Plusieurs facteurs ont contribué ces dernières années à un changement radical des mentalités et à la médicalisation progressive des dépendances.

L’échec des cures de sevrage

Tout d’abord, l’échec habituel des prises en charge à visée d’abstinence à court ou moyen terme, malgré le soutien psychosocial et souvent des efforts désespérés des patients. Les évaluations nombreuses sur le plan international du devenir des anciens héroïnomanes sont déprimantes. Une grande majorité d’entre eux rechutent à plus ou moins court terme ou présentent une péjoration de leur qualité de vie parfois invalidante qui les pousse souvent à l’abus d’alcool, de tranquillisants ou de cocaïne.

Un état déficitaire est fréquemment observé à la suite d’un sevrage rapide des opiacés, surtout après une longue période de dépendance. Il est caractérisé par une angoisse profonde, des troubles du sommeil, une asthénie marquée, une grande fatigabilité, une irritabilité, une estime de soi médiocre, des difficultés relationnelles, une baisse des fonctions intellectuelles, des tendances dépressives, etc. Ce syndrome, maintenant bien défini, peut durer, de façon plus ou moins marquée, de quelques semaines à de nombreux mois. Parfois, il paraît même irréversible évoquant un dysfonctionnement durable des systèmes de régulation neurobiologiques complexes du cerveau après une trop longue ou trop forte exposition aux opiacés. L’inefficacité relative des antidépresseurs et des neuroleptiques à équilibrer cet état déficitaire, comparée à l’action “miraculeuse” des médications de substitution qui normalisent souvent en quelques heures les troubles observés, renforce l’hypothèse médicale d’une perturbation des fonctions des systèmes opioïdes.
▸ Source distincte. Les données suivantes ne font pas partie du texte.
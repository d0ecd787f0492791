//! Route performance estimation: distance, time en route and fuel burn.
//!
//! Each pair of consecutive legs that both carry a position contributes a
//! haversine distance. Time is distance over groundspeed, where groundspeed is
//! cruise TAS less the headwind component of the departure leg's reported
//! wind. Fuel is total time multiplied by the aircraft's hourly burn.

use serde::Serialize;

use crate::models::{AircraftProfile, EnrouteTime, GeoPoint, PerformanceResult, RouteLeg, Wind};
use crate::spatial::{haversine_nm, initial_bearing_deg};

/// Fallback aircraft type for unknown codes.
pub const DEFAULT_AIRCRAFT: &str = "C172";

/// Supported aircraft types. The first entry is the fallback.
pub static AIRCRAFT_PROFILES: [AircraftProfile; 3] = [
    AircraftProfile {
        code: "C172",
        name: "Cessna 172",
        cruise_tas_kt: 120.0,
        fuel_burn_per_hour: 8.0,
        fuel_unit: "GPH",
    },
    AircraftProfile {
        code: "B737",
        name: "Boeing 737",
        cruise_tas_kt: 450.0,
        fuel_burn_per_hour: 5000.0,
        fuel_unit: "PPH",
    },
    AircraftProfile {
        code: "A320",
        name: "Airbus A320",
        cruise_tas_kt: 470.0,
        fuel_burn_per_hour: 5300.0,
        fuel_unit: "PPH",
    },
];

/// Look up an aircraft type, falling back to the Cessna 172.
pub fn resolve_aircraft(code: &str) -> &'static AircraftProfile {
    let wanted = code.trim();
    AIRCRAFT_PROFILES
        .iter()
        .find(|profile| profile.code.eq_ignore_ascii_case(wanted))
        .unwrap_or_else(|| {
            tracing::debug!(aircraft_type = %wanted, "unknown aircraft type, using {}", DEFAULT_AIRCRAFT);
            &AIRCRAFT_PROFILES[0]
        })
}

/// Headwind component in knots for a given true course.
///
/// Positive is headwind, negative tailwind. Missing wind counts as calm; a
/// variable direction is taken as 000 at the reported speed.
pub fn headwind_component(wind: Option<&Wind>, course_deg: f64) -> f64 {
    let Some(wind) = wind else {
        return 0.0;
    };
    let direction = wind.direction_deg.unwrap_or(0.0);
    let angle = (course_deg - direction).abs();
    wind.speed_kt * angle.to_radians().cos()
}

/// Estimate for a single pair of consecutive positioned legs.
#[derive(Debug, Clone, PartialEq, Serialize)]
pub struct LegEstimate {
    pub from: String,
    pub to: String,
    pub distance_nm: f64,
    pub true_course_deg: f64,
    pub headwind_kt: f64,
    pub groundspeed_kt: f64,
    /// `None` when groundspeed is zero or negative; the leg adds no time.
    pub time_hours: Option<f64>,
}

/// Per-leg estimates for every consecutive pair with both positions known.
pub fn leg_breakdown(legs: &[RouteLeg], aircraft: &AircraftProfile) -> Vec<LegEstimate> {
    legs.windows(2)
        .filter_map(|pair| {
            let (departure, arrival) = (&pair[0], &pair[1]);
            let (Some(from), Some(to)) = (departure.position, arrival.position) else {
                return None;
            };
            Some(estimate_leg(departure, arrival, from, to, aircraft))
        })
        .collect()
}

fn estimate_leg(
    departure: &RouteLeg,
    arrival: &RouteLeg,
    from: GeoPoint,
    to: GeoPoint,
    aircraft: &AircraftProfile,
) -> LegEstimate {
    let distance_nm = haversine_nm(from, to);
    let true_course_deg = initial_bearing_deg(from, to);
    let headwind_kt = headwind_component(departure.wind.as_ref(), true_course_deg);
    let groundspeed_kt = aircraft.cruise_tas_kt - headwind_kt;

    let time_hours = if groundspeed_kt > 0.0 {
        Some(distance_nm / groundspeed_kt)
    } else {
        tracing::debug!(
            from = %departure.icao,
            to = %arrival.icao,
            groundspeed_kt,
            "non-positive groundspeed, leg adds no time"
        );
        None
    };

    LegEstimate {
        from: departure.icao.clone(),
        to: arrival.icao.clone(),
        distance_nm,
        true_course_deg,
        headwind_kt,
        groundspeed_kt,
        time_hours,
    }
}

/// Estimate route performance for an aircraft type code.
///
/// Unknown codes use the default profile. Fewer than two legs, or no pair of
/// consecutive positioned legs, yields a zero result.
pub fn estimate_performance(legs: &[RouteLeg], aircraft_type: &str) -> PerformanceResult {
    estimate_with_profile(legs, resolve_aircraft(aircraft_type))
}

/// Estimate route performance for an explicit profile.
pub fn estimate_with_profile(legs: &[RouteLeg], aircraft: &AircraftProfile) -> PerformanceResult {
    if legs.len() < 2 {
        return PerformanceResult::zero(*aircraft);
    }

    let breakdown = leg_breakdown(legs, aircraft);
    summarize(&breakdown, aircraft)
}

/// Fold per-leg estimates into route totals.
pub fn summarize(breakdown: &[LegEstimate], aircraft: &AircraftProfile) -> PerformanceResult {
    if breakdown.is_empty() {
        return PerformanceResult::zero(*aircraft);
    }

    let total_distance_nm: f64 = breakdown.iter().map(|leg| leg.distance_nm).sum();
    let total_time_hours: f64 = breakdown.iter().filter_map(|leg| leg.time_hours).sum();

    PerformanceResult {
        total_distance_nm,
        total_time: EnrouteTime::from_hours(total_time_hours),
        total_time_hours,
        total_fuel: total_time_hours * aircraft.fuel_burn_per_hour,
        aircraft: *aircraft,
    }
}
Pendant longtemps, on a « psychodynamisé » à tort ce tableau déficitaire, parlant de l’angoisse de mort du toxicomane en sevrage ou du deuil impossible du toxique. Cela explique les échecs cruels de l’approche purement psychothérapeutique de ces états. Les théories psychanalytiques en matière de pharmacodépendance telles que le fameux stade du miroir brisé, étonnamment peu critiqué, se sont du reste effondrées comme des châteaux de cartes au fur et à mesure des nouvelles connaissances en neurobiologie ouvrant la voie à des approches plus médicalisées.

Les enseignements de la clinique

La clinique de la méthadone, que nous pratiquons depuis plus de 20 ans, nous a progressivement conduits à envisager sérieusement les hypothèses biologiques, malgré une formation psychanalytique et des premières années centrées exclusivement sur les psychothérapies.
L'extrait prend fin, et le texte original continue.